Who remembers that the 2007 election was the “MySpace election”? In 2016, the election battle was fought on Facebook, Twitter and even on Weibo.
Of course, TV and radio are still the main players. But over the last decade we have seen a gradual reduction in the market share of broadcast media, together with an explosion of new digital platforms.
Just as these are transforming markets, they are also transforming politics and public policy. Political actors are able to communicate and organise peer-to-peer — not just through large organisations.
As a result, our politics will have more in common with the pre-broadcast world that existed in the early decades of federation. How will this manifest?
1. A declining share of the vote for the major parties and more complex Parliaments
The major parties are becoming increasingly reliant on preferences to get elected. In 2004, 89 of the 150 seats in the House of Representatives were decided on first preference votes. In 2016, that number was just 48.
It also increases the likelihood of:
- Independents and minor parties getting elected to the House: three were elected in 2007, four in 2010 and five in both 2013 and 2016; 16 seats were ultimately contested against non-major party candidates; and therefore
- The likelihood of hung parliaments, as occurred in the 43rd Parliament (2010-2013).
It will also increase minor party representation in the Senate. The likelihood of a Senate majority is probably now gone. Despite changing electoral law to make it harder for them, the number of crossbenchers has increased to 20.

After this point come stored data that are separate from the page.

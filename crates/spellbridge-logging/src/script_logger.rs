//! Unified logging façade for scripts.
//!
//! [`ScriptLoggerBridge`] owns a debug bridge and a structured bridge and
//! fronts both with one API. It adds process-wide context attributes that
//! are merged under call-local attributes on every record.
//!
//! The `log` method accepts four call shapes:
//!
//! ```text
//! logger.log("info", "started")
//! logger.log("info", "started", {port = 8080})
//! logger.log("info", "agent", "started")
//! logger.log("info", "agent", "started", {port = 8080})
//! ```
//!
//! A string in the second position of a three-argument call is the
//! component name.
//!
//! `withContext` hands back a `logger` handle. Passing it as the context of
//! `logWithContext` logs with the attributes it captured.

use async_trait::async_trait;
use spellbridge_runtime::{
    expect_custom, merge_attributes, Args, Attributes, Bridge, BridgeError, BridgeMetadata,
    BridgeResult, CallShape, DeclaredType, DynamicValue, ExecutionContext, FromDynamic,
    LifecycleCell, LoggerSettings, MethodInfo, MethodTable, ParameterInfo, Permission,
    PermissionType, Route, TypeMapping,
};
use std::collections::{BTreeSet, HashMap};
use std::sync::Arc;
use tracing::{debug, info, warn};

use crate::debug::{DebugBridge, DEBUG_BRIDGE_ID};
use crate::format::fill_template;
use crate::sink::{LogFormat, LogLevel, LogSink};
use crate::structured::{
    string_option, ContextLogger, StructuredBridge, LOGGER_TYPE, SLOG_BRIDGE_ID,
};

pub const SCRIPT_LOGGER_ID: &str = "script_logger";

/// Settings of the unified logger.
#[derive(Debug, Clone, PartialEq)]
pub struct LoggerConfig {
    /// Minimum level of structured records, and the level used when a
    /// `log` call passes an empty level.
    pub default_level: LogLevel,
    pub format: LogFormat,
    /// Route component messages to the debug bridge.
    pub enable_debug: bool,
    /// Route records to the structured bridge.
    pub enable_structure: bool,
    /// Components enabled at initialization.
    pub components: Vec<String>,
    pub output_target: String,
    /// Global context attributes at initialization.
    pub attributes: Attributes,
}

impl Default for LoggerConfig {
    fn default() -> Self {
        Self {
            default_level: LogLevel::Info,
            format: LogFormat::Text,
            enable_debug: true,
            enable_structure: true,
            components: Vec::new(),
            output_target: "stderr".to_string(),
            attributes: Attributes::new(),
        }
    }
}

impl LoggerConfig {
    /// Build from the `[logger]` table of the runtime configuration.
    pub fn from_settings(settings: &LoggerSettings) -> BridgeResult<Self> {
        settings.validate()?;
        let default_level = LogLevel::parse(&settings.default_level).ok_or_else(|| {
            BridgeError::InvalidConfig(format!(
                "Invalid logger.default_level: {}",
                settings.default_level
            ))
        })?;
        let format = LogFormat::parse(&settings.format).ok_or_else(|| {
            BridgeError::InvalidConfig(format!("Invalid logger.format: {}", settings.format))
        })?;
        Ok(Self {
            default_level,
            format,
            enable_debug: settings.enable_debug,
            enable_structure: settings.enable_structure,
            components: settings.components.clone(),
            output_target: settings.output_target.clone(),
            attributes: settings
                .attributes
                .iter()
                .map(|(k, v)| (k.clone(), DynamicValue::from_json(v.clone())))
                .collect(),
        })
    }
}

#[derive(Debug, Clone, Copy)]
enum Read {
    Log,
    LogWithContext,
    WithContext,
    GetConfiguration,
    ListComponents,
    Debug,
    Leveled(LogLevel),
    LogBridgeError,
    FormatMessage,
}

#[derive(Debug, Clone, Copy)]
enum Write {
    SetGlobalContext,
    ClearGlobalContext,
    Configure,
    EnableComponent,
    DisableComponent,
}

struct LoggerState {
    config: LoggerConfig,
    context: Attributes,
    components: BTreeSet<String>,
}

impl LoggerState {
    /// `components` is what the debug part reports after starting, which
    /// includes anything it seeded itself.
    fn new(config: LoggerConfig, components: BTreeSet<String>) -> Self {
        Self {
            context: config.attributes.clone(),
            components,
            config,
        }
    }
}

/// Composite bridge fronting the debug and structured logging bridges.
pub struct ScriptLoggerBridge {
    cell: LifecycleCell<LoggerState>,
    routes: MethodTable<Read, Write>,
    debug: Box<dyn Bridge>,
    structured: Box<dyn Bridge>,
    config: LoggerConfig,
}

As a result, governments will have to negotiate their agenda through one or both houses of the Parliament. The idea of a government with a clear mandate is becoming increasingly irrelevant. It’s a simple product of their vote share.
And with digital technology and social media, it’s never been easier to bring together the 7-8% of the community to give yourself a real chance of election in the Senate.
2. The rise of non-party issue based campaigns and campaign organisations
The ability to organise has moved beyond the major political parties and institutions, like the employers and trade union movements.
On the Left, organisations like GetUp! are playing an increasingly important role. On the Right, Senator Cory Bernardi is trying to create his own for Australian conservatives.
Constituencies that previously wouldn’t have spoken can now find common ground and can organise. For example, the Lock the Gate lobby has united farmers, regional communities, shareholders and inner-city environmental activists.
And crowdsourced funding and the lower barriers to entry of digital campaigning put them on a more level playing field with existing interests.
3. More competition for the public policy space
The policy space is becoming more contested. Academics, think tanks, policy and management consultants, lobbyists and lobby groups are generating policy ideas and campaigning harder for them. Access to new ideas and campaigns are global but can be targeted locally.
Increasingly, public servants are being asked to implement policies devised by others and with the help of others. The ability to curate these competing ideas and manage complex stakeholders will become an ever more valued skill for public servants.
And given the ability to “google” your own facts, finding common ground on what the problem is, let alone the solution, is more difficult than ever before.
So what is the answer?
In short, good policy begets good politics. Citizens are much more likely to respect outcomes, even those they don’t support, if:
- They have genuinely been included in the process;
- Their views have been respected; and
- The outcome maximises economic and social inclusion.
You don’t need to master the technology (after all, who’s still got a MySpace account?). But you do need to master complexity and change.